◆ Assigned task:
This exercise calls for copying every line below that holds the word "message".

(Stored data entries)
Start of Block

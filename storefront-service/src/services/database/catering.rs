//! Catering package and enquiry persistence.

use super::Database;
use crate::models::{
    CateringCategory, CateringEnquiry, CateringPackage, CreateEnquiry, EnquiryStatus,
    ListPackagesFilter,
};
use crate::services::metrics::DB_QUERY_DURATION;
use service_core::error::AppError;
use tracing::{info, instrument};
use uuid::Uuid;

const PACKAGE_COLUMNS: &str = "package_id, category_id, tier, title, description, min_guests, max_guests, price_min, price_max, price_per_head, menu_options, created_utc";

const ENQUIRY_COLUMNS: &str = "enquiry_id, package_id, name, email, phone, event_date, number_of_guests, message, tasting_session_requested, tasting_date, status, created_utc";

impl Database {
    /// List catering categories.
    #[instrument(skip(self))]
    pub async fn list_catering_categories(&self) -> Result<Vec<CateringCategory>, AppError> {
        let timer = DB_QUERY_DURATION
            .with_label_values(&["list_catering_categories"])
            .start_timer();

        let categories = sqlx::query_as::<_, CateringCategory>(
            "SELECT category_id, name, description, created_utc FROM catering_categories ORDER BY name",
        )
        .fetch_all(&self.pool)
        .await
        .map_err(|e| {
            AppError::DatabaseError(anyhow::anyhow!("Failed to list catering categories: {}", e))
        })?;

        timer.observe_duration();

        Ok(categories)
    }

    /// List catering packages, filtered by category and tier.
    #[instrument(skip(self, filter))]
    pub async fn list_catering_packages(
        &self,
        filter: &ListPackagesFilter,
    ) -> Result<Vec<CateringPackage>, AppError> {
        let timer = DB_QUERY_DURATION
            .with_label_values(&["list_catering_packages"])
            .start_timer();

        let packages = sqlx::query_as::<_, CateringPackage>(&format!(
            r#"
            SELECT {}
            FROM catering_packages
            WHERE ($1::uuid IS NULL OR category_id = $1)
              AND ($2::varchar IS NULL OR tier = $2)
            ORDER BY tier, min_guests
            "#,
            PACKAGE_COLUMNS
        ))
        .bind(filter.category_id)
        .bind(filter.tier.map(|t| t.as_str()))
        .fetch_all(&self.pool)
        .await
        .map_err(|e| AppError::DatabaseError(anyhow::anyhow!("Failed to list packages: {}", e)))?;

        timer.observe_duration();

        Ok(packages)
    }

    /// Get one catering package.
    #[instrument(skip(self), fields(package_id = %package_id))]
    pub async fn get_catering_package(
        &self,
        package_id: Uuid,
    ) -> Result<Option<CateringPackage>, AppError> {
        let timer = DB_QUERY_DURATION
            .with_label_values(&["get_catering_package"])
            .start_timer();

        let package = sqlx::query_as::<_, CateringPackage>(&format!(
            "SELECT {} FROM catering_packages WHERE package_id = $1",
            PACKAGE_COLUMNS
        ))
        .bind(package_id)
        .fetch_optional(&self.pool)
        .await
        .map_err(|e| AppError::DatabaseError(anyhow::anyhow!("Failed to get package: {}", e)))?;

        timer.observe_duration();

        Ok(package)
    }

    /// Submit a catering enquiry. New enquiries start `pending`.
    #[instrument(skip(self, input), fields(package_id = %input.package_id))]
    pub async fn create_catering_enquiry(
        &self,
        input: &CreateEnquiry,
    ) -> Result<CateringEnquiry, AppError> {
        let timer = DB_QUERY_DURATION
            .with_label_values(&["create_catering_enquiry"])
            .start_timer();

        let enquiry = sqlx::query_as::<_, CateringEnquiry>(&format!(
            r#"
            INSERT INTO catering_enquiries (enquiry_id, package_id, name, email, phone, event_date, number_of_guests, message, tasting_session_requested, tasting_date, status)
            VALUES ($1, $2, $3, $4, $5, $6, $7, $8, $9, $10, $11)
            RETURNING {}
            "#,
            ENQUIRY_COLUMNS
        ))
        .bind(Uuid::new_v4())
        .bind(input.package_id)
        .bind(&input.name)
        .bind(&input.email)
        .bind(&input.phone)
        .bind(input.event_date)
        .bind(input.number_of_guests)
        .bind(&input.message)
        .bind(input.tasting_session_requested)
        .bind(input.tasting_date)
        .bind(EnquiryStatus::Pending.as_str())
        .fetch_one(&self.pool)
        .await
        .map_err(|e| AppError::DatabaseError(anyhow::anyhow!("Failed to create enquiry: {}", e)))?;

        timer.observe_duration();
        info!(enquiry_id = %enquiry.enquiry_id, "Catering enquiry received");

        Ok(enquiry)
    }

    /// List a customer's catering enquiries, newest first.
    #[instrument(skip(self, email))]
    pub async fn list_catering_enquiries_by_email(
        &self,
        email: &str,
    ) -> Result<Vec<CateringEnquiry>, AppError> {
        let timer = DB_QUERY_DURATION
            .with_label_values(&["list_catering_enquiries_by_email"])
            .start_timer();

        let enquiries = sqlx::query_as::<_, CateringEnquiry>(&format!(
            "SELECT {} FROM catering_enquiries WHERE email = $1 ORDER BY created_utc DESC",
            ENQUIRY_COLUMNS
        ))
        .bind(email)
        .fetch_all(&self.pool)
        .await
        .map_err(|e| AppError::DatabaseError(anyhow::anyhow!("Failed to list enquiries: {}", e)))?;

        timer.observe_duration();

        Ok(enquiries)
    }

    /// Get one enquiry by id.
    #[instrument(skip(self), fields(enquiry_id = %enquiry_id))]
    pub async fn get_catering_enquiry(
        &self,
        enquiry_id: Uuid,
    ) -> Result<Option<CateringEnquiry>, AppError> {
        let timer = DB_QUERY_DURATION
            .with_label_values(&["get_catering_enquiry"])
            .start_timer();

        let enquiry = sqlx::query_as::<_, CateringEnquiry>(&format!(
            "SELECT {} FROM catering_enquiries WHERE enquiry_id = $1",
            ENQUIRY_COLUMNS
        ))
        .bind(enquiry_id)
        .fetch_optional(&self.pool)
        .await
        .map_err(|e| AppError::DatabaseError(anyhow::anyhow!("Failed to get enquiry: {}", e)))?;

        timer.observe_duration();

        Ok(enquiry)
    }

    /// Move an enquiry through its follow-up states.
    #[instrument(skip(self), fields(enquiry_id = %enquiry_id, status = status.as_str()))]
    pub async fn update_catering_enquiry_status(
        &self,
        enquiry_id: Uuid,
        status: EnquiryStatus,
    ) -> Result<Option<CateringEnquiry>, AppError> {
        let timer = DB_QUERY_DURATION
            .with_label_values(&["update_catering_enquiry_status"])
            .start_timer();

        let enquiry = sqlx::query_as::<_, CateringEnquiry>(&format!(
            "UPDATE catering_enquiries SET status = $2 WHERE enquiry_id = $1 RETURNING {}",
            ENQUIRY_COLUMNS
        ))
        .bind(enquiry_id)
        .bind(status.as_str())
        .fetch_optional(&self.pool)
        .await
        .map_err(|e| AppError::DatabaseError(anyhow::anyhow!("Failed to update enquiry: {}", e)))?;

        timer.observe_duration();

        Ok(enquiry)
    }
}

End of Block

◆ Answer section:
const ENQUIRY_COLUMNS: &str = "enquiry_id, package_id, name, email, phone, event_date, number_of_guests, message, tasting_session_requested, tasting_date, status, created_utc";
            INSERT INTO catering_enquiries (enquiry_id, package_id, name, email, phone, event_date, number_of_guests, message, tasting_session_requested, tasting_date, status)
        .bind(&input.message)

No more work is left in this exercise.